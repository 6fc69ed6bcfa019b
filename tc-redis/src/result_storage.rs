//! Processed result storage.

use std::sync::Arc;

use async_trait::async_trait;
use chrono::{DateTime, TimeDelta, Utc};
use lazy_static::lazy_static;
use tc_storage::{Raw, RequestParameters, ResultStorage, StorageResult};
use tracing::debug;

use crate::config::{self, ConnectionConfig, RedisConfig, StorageKind};
use crate::connection::{Connect, ConnectionResolver, RedisConnector, Sharing};
use crate::error::Error;
use crate::intercept::Guard;
use crate::store::TTL_NO_EXPIRY;

lazy_static! {
    static ref STARTED_AT: DateTime<Utc> = Utc::now();
}

/// When the first result storage of this process was created.
///
/// Results stored without expiry report this as their last update.
pub fn started_at() -> DateTime<Utc> {
    *STARTED_AT
}

/// Stores the processed result of one request in redis.
///
/// The key is `result:{url}`, with a `/webp` suffix when `AUTO_WEBP` is on
/// and the client accepts WebP. A request carrying `max_age = 0` disables
/// expiry; otherwise `RESULT_STORAGE_EXPIRATION_SECONDS` applies.
#[derive(Debug)]
pub struct RedisResultStorage {
    guard: Guard,
    key: String,
    max_age: i64,
    expiration: Option<TimeDelta>,
}

impl RedisResultStorage {
    /// Starts a builder for the result of `request`.
    pub fn builder(
        config: &RedisConfig,
        request: RequestParameters,
    ) -> RedisResultStorageBuilder {
        RedisResultStorageBuilder::new(config, request)
    }

    /// Key of the current request's result.
    pub fn key(&self) -> &str {
        &self.key
    }

    /// Expiry in seconds applied to the current request's result.
    pub fn max_age(&self) -> i64 {
        self.max_age
    }

    /// The resolver owning this storage's connection.
    pub fn resolver(&self) -> &ConnectionResolver {
        self.guard.resolver()
    }

    async fn write(&self, bytes: &[u8]) -> Result<Option<String>, Error> {
        let key = self.key.as_str();
        let expiration = self.expiration;
        debug!(key, ttl = self.max_age, "Storing result");

        self.guard
            .run("put", None, |store| async move {
                store.set(key, bytes).await?;
                if let Some(expiration) = expiration {
                    store.expire_at(key, config::expire_at(expiration)?).await?;
                }
                Ok(Some(key.to_owned()))
            })
            .await
    }

    async fn read(&self) -> Result<Option<Raw>, Error> {
        let key = self.key.as_str();
        self.guard
            .run("get", None, |store| async move {
                Ok(store.get(key).await?.filter(|value| !value.is_empty()))
            })
            .await
    }

    async fn read_last_updated(&self) -> Result<DateTime<Utc>, Error> {
        let max_age = self.max_age;
        if max_age <= 0 {
            return Ok(started_at());
        }

        let key = self.key.as_str();
        self.guard
            .run("last_updated", Utc::now(), |store| async move {
                let ttl = store.ttl(key).await?;
                Ok(match ttl {
                    ttl if ttl >= 0 => TimeDelta::try_seconds(max_age - ttl)
                        .and_then(|age| Utc::now().checked_sub_signed(age))
                        .unwrap_or_else(Utc::now),
                    TTL_NO_EXPIRY => started_at(),
                    // The entry vanished between the write and this read.
                    _ => Utc::now(),
                })
            })
            .await
    }
}

#[async_trait]
impl ResultStorage for RedisResultStorage {
    async fn put(&self, bytes: Raw) -> StorageResult<Option<String>> {
        Ok(self.write(&bytes).await?)
    }

    async fn get(&self) -> StorageResult<Option<Raw>> {
        Ok(self.read().await?)
    }

    async fn last_updated(&self) -> StorageResult<DateTime<Utc>> {
        Ok(self.read_last_updated().await?)
    }
}

/// Builder for [`RedisResultStorage`].
pub struct RedisResultStorageBuilder {
    config: RedisConfig,
    request: RequestParameters,
    sharing: Sharing,
    connector: Arc<dyn Connect>,
}

impl RedisResultStorageBuilder {
    fn new(config: &RedisConfig, request: RequestParameters) -> Self {
        Self {
            config: config.clone(),
            request,
            sharing: Sharing::default(),
            connector: Arc::new(RedisConnector),
        }
    }

    /// Where the connection is kept. Defaults to the process-wide registry.
    pub fn sharing(mut self, sharing: Sharing) -> Self {
        self.sharing = sharing;
        self
    }

    /// Keep a private connection instead of the shared one.
    pub fn dedicated(self) -> Self {
        self.sharing(Sharing::Dedicated)
    }

    /// Replaces the component that creates connections.
    pub fn connector(mut self, connector: Arc<dyn Connect>) -> Self {
        self.connector = connector;
        self
    }

    /// Builds the storage and resolves its connection.
    pub fn build(self) -> Result<RedisResultStorage, Error> {
        let kind = StorageKind::ResultStorage;
        let configured = config::expiration(
            "RESULT_STORAGE_EXPIRATION_SECONDS",
            self.config.result_storage_expiration_seconds,
        )?;
        let max_age = max_age(&self.config, &self.request);
        let connection = ConnectionConfig::resolve(&self.config, kind)?;
        let resolver = ConnectionResolver::new(connection, self.sharing, self.connector)?;
        resolver.store()?;
        lazy_static::initialize(&STARTED_AT);

        Ok(RedisResultStorage {
            guard: Guard::new(resolver, kind, self.config.ignore_errors(kind)),
            key: result_key(&self.config, &self.request),
            max_age,
            expiration: configured.filter(|_| max_age > 0),
        })
    }
}

/// `result:{url}`, suffixed with `/webp` when WebP is negotiated.
pub fn result_key(config: &RedisConfig, request: &RequestParameters) -> String {
    let mut key = format!("result:{}", request.url());
    if config.auto_webp && request.webp_accepted() {
        key.push_str("/webp");
    }
    key
}

/// A request `max_age` of zero wins over the configured expiry.
pub fn max_age(config: &RedisConfig, request: &RequestParameters) -> i64 {
    match request.max_age_hint() {
        Some(0) => 0,
        _ => config.result_storage_expiration_seconds,
    }
}

#[cfg(test)]
mod tests {
    use pretty_assertions::assert_eq;

    use super::*;

    #[test]
    fn test_result_key() {
        let request = RequestParameters::new("/unsafe/100x100/cat.jpg").accepts_webp(true);
        let mut config = RedisConfig::default();
        assert_eq!(result_key(&config, &request), "result:/unsafe/100x100/cat.jpg");

        config.auto_webp = true;
        assert_eq!(
            result_key(&config, &request),
            "result:/unsafe/100x100/cat.jpg/webp"
        );
        assert_eq!(
            result_key(&config, &request.clone().accepts_webp(false)),
            "result:/unsafe/100x100/cat.jpg"
        );
    }

    #[test]
    fn test_max_age_override() {
        let config = RedisConfig {
            result_storage_expiration_seconds: 3600,
            ..Default::default()
        };
        let request = RequestParameters::new("/image.png");

        assert_eq!(max_age(&config, &request), 3600);
        assert_eq!(max_age(&config, &request.clone().max_age(0)), 0);
        assert_eq!(max_age(&config, &request.max_age(60)), 3600);
    }
}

Problem statement:
Copy the whole listing above once more, character for character.

Response:
repository 6fc69ed6bcfa019b
filename tc-redis/src/result_storage.rs
//! Processed result storage.

use std::sync::Arc;

use async_trait::async_trait;
use chrono::{DateTime, TimeDelta, Utc};
use lazy_static::lazy_static;
use tc_storage::{Raw, RequestParameters, ResultStorage, StorageResult};
use tracing::debug;

use crate::config::{self, ConnectionConfig, RedisConfig, StorageKind};
use crate::connection::{Connect, ConnectionResolver, RedisConnector, Sharing};
use crate::error::Error;
use crate::intercept::Guard;
use crate::store::TTL_NO_EXPIRY;

lazy_static! {
    static ref STARTED_AT: DateTime<Utc> = Utc::now();
}

/// When the first result storage of this process was created.
///
/// Results stored without expiry report this as their last update.
pub fn started_at() -> DateTime<Utc> {
    *STARTED_AT
}

/// Stores the processed result of one request in redis.
///
/// The key is `result:{url}`, with a `/webp` suffix when `AUTO_WEBP` is on
/// and the client accepts WebP. A request carrying `max_age = 0` disables
/// expiry; otherwise `RESULT_STORAGE_EXPIRATION_SECONDS` applies.
#[derive(Debug)]
pub struct RedisResultStorage {
    guard: Guard,
    key: String,
    max_age: i64,
    expiration: Option<TimeDelta>,
}

impl RedisResultStorage {
    /// Starts a builder for the result of `request`.
    pub fn builder(
        config: &RedisConfig,
        request: RequestParameters,
    ) -> RedisResultStorageBuilder {
        RedisResultStorageBuilder::new(config, request)
    }

    /// Key of the current request's result.
    pub fn key(&self) -> &str {
        &self.key
    }

    /// Expiry in seconds applied to the current request's result.
    pub fn max_age(&self) -> i64 {
        self.max_age
    }

    /// The resolver owning this storage's connection.
    pub fn resolver(&self) -> &ConnectionResolver {
        self.guard.resolver()
    }

    async fn write(&self, bytes: &[u8]) -> Result<Option<String>, Error> {
        let key = self.key.as_str();
        let expiration = self.expiration;
        debug!(key, ttl = self.max_age, "Storing result");

        self.guard
            .run("put", None, |store| async move {
                store.set(key, bytes).await?;
                if let Some(expiration) = expiration {
                    store.expire_at(key, config::expire_at(expiration)?).await?;
                }
                Ok(Some(key.to_owned()))
            })
            .await
    }

    async fn read(&self) -> Result<Option<Raw>, Error> {
        let key = self.key.as_str();
        self.guard
            .run("get", None, |store| async move {
                Ok(store.get(key).await?.filter(|value| !value.is_empty()))
            })
            .await
    }

    async fn read_last_updated(&self) -> Result<DateTime<Utc>, Error> {
        let max_age = self.max_age;
        if max_age <= 0 {
            return Ok(started_at());
        }

        let key = self.key.as_str();
        self.guard
            .run("last_updated", Utc::now(), |store| async move {
                let ttl = store.ttl(key).await?;
                Ok(match ttl {
                    ttl if ttl >= 0 => TimeDelta::try_seconds(max_age - ttl)
                        .and_then(|age| Utc::now().checked_sub_signed(age))
                        .unwrap_or_else(Utc::now),
                    TTL_NO_EXPIRY => started_at(),
                    // The entry vanished between the write and this read.
                    _ => Utc::now(),
                })
            })
            .await
    }
}

#[async_trait]
impl ResultStorage for RedisResultStorage {
    async fn put(&self, bytes: Raw) -> StorageResult<Option<String>> {
        Ok(self.write(&bytes).await?)
    }

    async fn get(&self) -> StorageResult<Option<Raw>> {
        Ok(self.read().await?)
    }

    async fn last_updated(&self) -> StorageResult<DateTime<Utc>> {
        Ok(self.read_last_updated().await?)
    }
}

/// Builder for [`RedisResultStorage`].
pub struct RedisResultStorageBuilder {
    config: RedisConfig,
    request: RequestParameters,
    sharing: Sharing,
    connector: Arc<dyn Connect>,
}

impl RedisResultStorageBuilder {
    fn new(config: &RedisConfig, request: RequestParameters) -> Self {
        Self {
            config: config.clone(),
            request,
            sharing: Sharing::default(),
            connector: Arc::new(RedisConnector),
        }
    }

    /// Where the connection is kept. Defaults to the process-wide registry.
    pub fn sharing(mut self, sharing: Sharing) -> Self {
        self.sharing = sharing;
        self
    }

    /// Keep a private connection instead of the shared one.
    pub fn dedicated(self) -> Self {
        self.sharing(Sharing::Dedicated)
    }

    /// Replaces the component that creates connections.
    pub fn connector(mut self, connector: Arc<dyn Connect>) -> Self {
        self.connector = connector;
        self
    }

    /// Builds the storage and resolves its connection.
    pub fn build(self) -> Result<RedisResultStorage, Error> {
        let kind = StorageKind::ResultStorage;
        let configured = config::expiration(
            "RESULT_STORAGE_EXPIRATION_SECONDS",
            self.config.result_storage_expiration_seconds,
        )?;
        let max_age = max_age(&self.config, &self.request);
        let connection = ConnectionConfig::resolve(&self.config, kind)?;
        let resolver = ConnectionResolver::new(connection, self.sharing, self.connector)?;
        resolver.store()?;
        lazy_static::initialize(&STARTED_AT);

        Ok(RedisResultStorage {
            guard: Guard::new(resolver, kind, self.config.ignore_errors(kind)),
            key: result_key(&self.config, &self.request),
            max_age,
            expiration: configured.filter(|_| max_age > 0),
        })
    }
}

/// `result:{url}`, suffixed with `/webp` when WebP is negotiated.
pub fn result_key(config: &RedisConfig, request: &RequestParameters) -> String {
    let mut key = format!("result:{}", request.url());
    if config.auto_webp && request.webp_accepted() {
        key.push_str("/webp");
    }
    key
}

/// A request `max_age` of zero wins over the configured expiry.
pub fn max_age(config: &RedisConfig, request: &RequestParameters) -> i64 {
    match request.max_age_hint() {
        Some(0) => 0,
        _ => config.result_storage_expiration_seconds,
    }
}

#[cfg(test)]
mod tests {
    use pretty_assertions::assert_eq;

    use super::*;

    #[test]
    fn test_result_key() {
        let request = RequestParameters::new("/unsafe/100x100/cat.jpg").accepts_webp(true);
        let mut config = RedisConfig::default();
        assert_eq!(result_key(&config, &request), "result:/unsafe/100x100/cat.jpg");

        config.auto_webp = true;
        assert_eq!(
            result_key(&config, &request),
            "result:/unsafe/100x100/cat.jpg/webp"
        );
        assert_eq!(
            result_key(&config, &request.clone().accepts_webp(false)),
            "result:/unsafe/100x100/cat.jpg"
        );
    }

    #[test]
    fn test_max_age_override() {
        let config = RedisConfig {
            result_storage_expiration_seconds: 3600,
            ..Default::default()
        };
        let request = RequestParameters::new("/image.png");

        assert_eq!(max_age(&config, &request), 3600);
        assert_eq!(max_age(&config, &request.clone().max_age(0)), 0);
        assert_eq!(max_age(&config, &request.max_age(60)), 3600);
    }
}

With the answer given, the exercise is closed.